Objective. Cutaneous neonatal lupus resembles subacute cutaneous lupus erythematosus (SCLE), and photosensitivity is a common symptom. Tumor necrosis factor α (TNFα) release by ultraviolet light-exposed keratinocytes may be exaggerated in SCLE patients who have the haplotype TNFα -308A;DRB1*03. Accordingly, this study was undertaken to seek genetic and histologic evidence for a role of TNFα in the pathogenesis of cutaneous neonatal lupus. Methods. DNA was isolated from 83 children (22 with rash, 35 with congenital heart block [CHB], 26 unaffected siblings) and 58 mothers from the Research Registry for Neonatal Lupus. Results. The -308A allele (associated with higher TNFα production), HLA-DRQB1*02, and HLA-DRB1*03 were each present in the majority of children with rash (64%, 68%, and 64%, respectively).

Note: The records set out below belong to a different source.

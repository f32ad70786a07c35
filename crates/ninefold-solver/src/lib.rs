//! Backtracking solver for the Ninefold Sudoku application.
//!
//! Implements the [`ninefold_core::Solver`] trait with a randomized
//! depth-first backtracking search. See [`BacktrackingSolver`] for the
//! algorithm and [`solve_with`] for the injectable-randomness entry point.

pub use self::backtracking::{BacktrackingSolver, solve_with};

mod backtracking;
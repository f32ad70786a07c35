//! Core board model for the Ninefold Sudoku application.
//!
//! This crate holds the puzzle-domain types shared by the solver, the
//! generator, the persistence gateway, and the desktop client:
//!
//! - [`field`]: a single cell holding 1-9 or the empty sentinel 0
//! - [`group`]: the 9-cell constraint sets (rows, columns, 3x3 boxes) with
//!   both the strict solved-grid check and the zero-exempt in-progress check
//! - [`board`]: the 9x9 grid owning its cells and an injected [`Solver`]
//! - [`level`]: difficulty tiers and their cell-removal policy
//! - [`solver`]: the solver abstraction (implemented by `ninefold-solver`)
//!
//! The crate never formats user-facing text and never logs; it raises the
//! structured errors in [`error`] and leaves presentation to outer layers.
//!
//! # Examples
//!
//! ```
//! use std::sync::Arc;
//!
//! use ninefold_core::{Board, Solver};
//!
//! #[derive(Debug)]
//! struct NoopSolver;
//!
//! impl Solver for NoopSolver {
//!     fn solve(&self, _board: &mut Board) -> bool {
//!         false
//!     }
//! }
//!
//! let mut board = Board::new(Arc::new(NoopSolver));
//! board.set(0, 0, 5)?;
//! assert!(board.is_valid());
//! assert!(!board.check_board()); // the grid is not complete
//! # Ok::<(), ninefold_core::FieldError>(())
//! ```

pub mod board;
pub mod error;
pub mod field;
pub mod group;
pub mod level;
pub mod solver;

pub use self::{
    board::Board,
    error::{FieldError, GroupError},
    field::Field,
    group::FieldGroup,
    level::Level,
    solver::Solver,
};
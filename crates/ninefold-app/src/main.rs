//! Ninefold desktop application using egui/eframe.
//!
//! This is the main entry point for the desktop Sudoku client.

use eframe::{
    NativeOptions,
    egui::{self, Vec2},
};

use crate::app::NinefoldApp;

mod app;

fn main() -> eframe::Result<()> {
    better_panic::install();
    env_logger::init();

    let options = NativeOptions {
        viewport: egui::ViewportBuilder::default()
            .with_resizable(true)
            .with_inner_size(Vec2::new(800.0, 600.0))
            .with_min_inner_size(Vec2::new(400.0, 300.0)),
        ..Default::default()
    };
    eframe::run_native(
        "Ninefold",
        options,
        Box::new(|cc| Ok(Box::new(NinefoldApp::new(cc)))),
    )
}
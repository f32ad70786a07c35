//! The solver abstraction a board is constructed with.

use std::fmt::Debug;

use crate::board::Board;

/// Fills the remaining empty cells of a board.
///
/// A board requires a solver at construction and delegates
/// [`Board::solve_game`](crate::Board::solve_game) to it. Implementations
/// must be stateless with respect to the board: the same solver instance may
/// be shared (via `Arc`) by any number of boards, including clones of each
/// other.
///
/// The only implementation shipped today is the randomized backtracking
/// solver in `ninefold-solver`; the trait keeps the seam open for
/// substitutes such as a deterministic or uniqueness-checking solver.
pub trait Solver: Debug + Send + Sync {
    /// Attempts to fill every empty cell of `board` so that all rows,
    /// columns, and boxes hold distinct digits.
    ///
    /// Returns `true` on success. On failure the board's previously filled
    /// cells are left untouched.
    fn solve(&self, board: &mut Board) -> bool;
}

The frequency of all 3 6p alleles occurring together in 1 individual was greater in children with rash than in children who had either CHB or no manifestation of neonatal lupus (59% versus 30%; P = 0.02). This association with neonatal lupus rash was equivalent to published findings in a cohort of patients with SCLE, but significantly greater than the association in patients with discoid lupus erythematosus. Prominent TNFα staining in the epidermis was observed in lesional skin from 3 children with rash, but not in skin from a healthy neonate. Conclusion. Taken together, the finding of a genetic predisposition to generate increased levels of TNFα following tissue injury and the histologic demonstration of TNFα in the target organ support the notion that this inflammatory cytokine plays a role in the pathogenesis of cutaneous neonatal lupus. Furthermore, the results of these studies provide evidence of a biologic link between neonatal lupus and the rash of SCLE.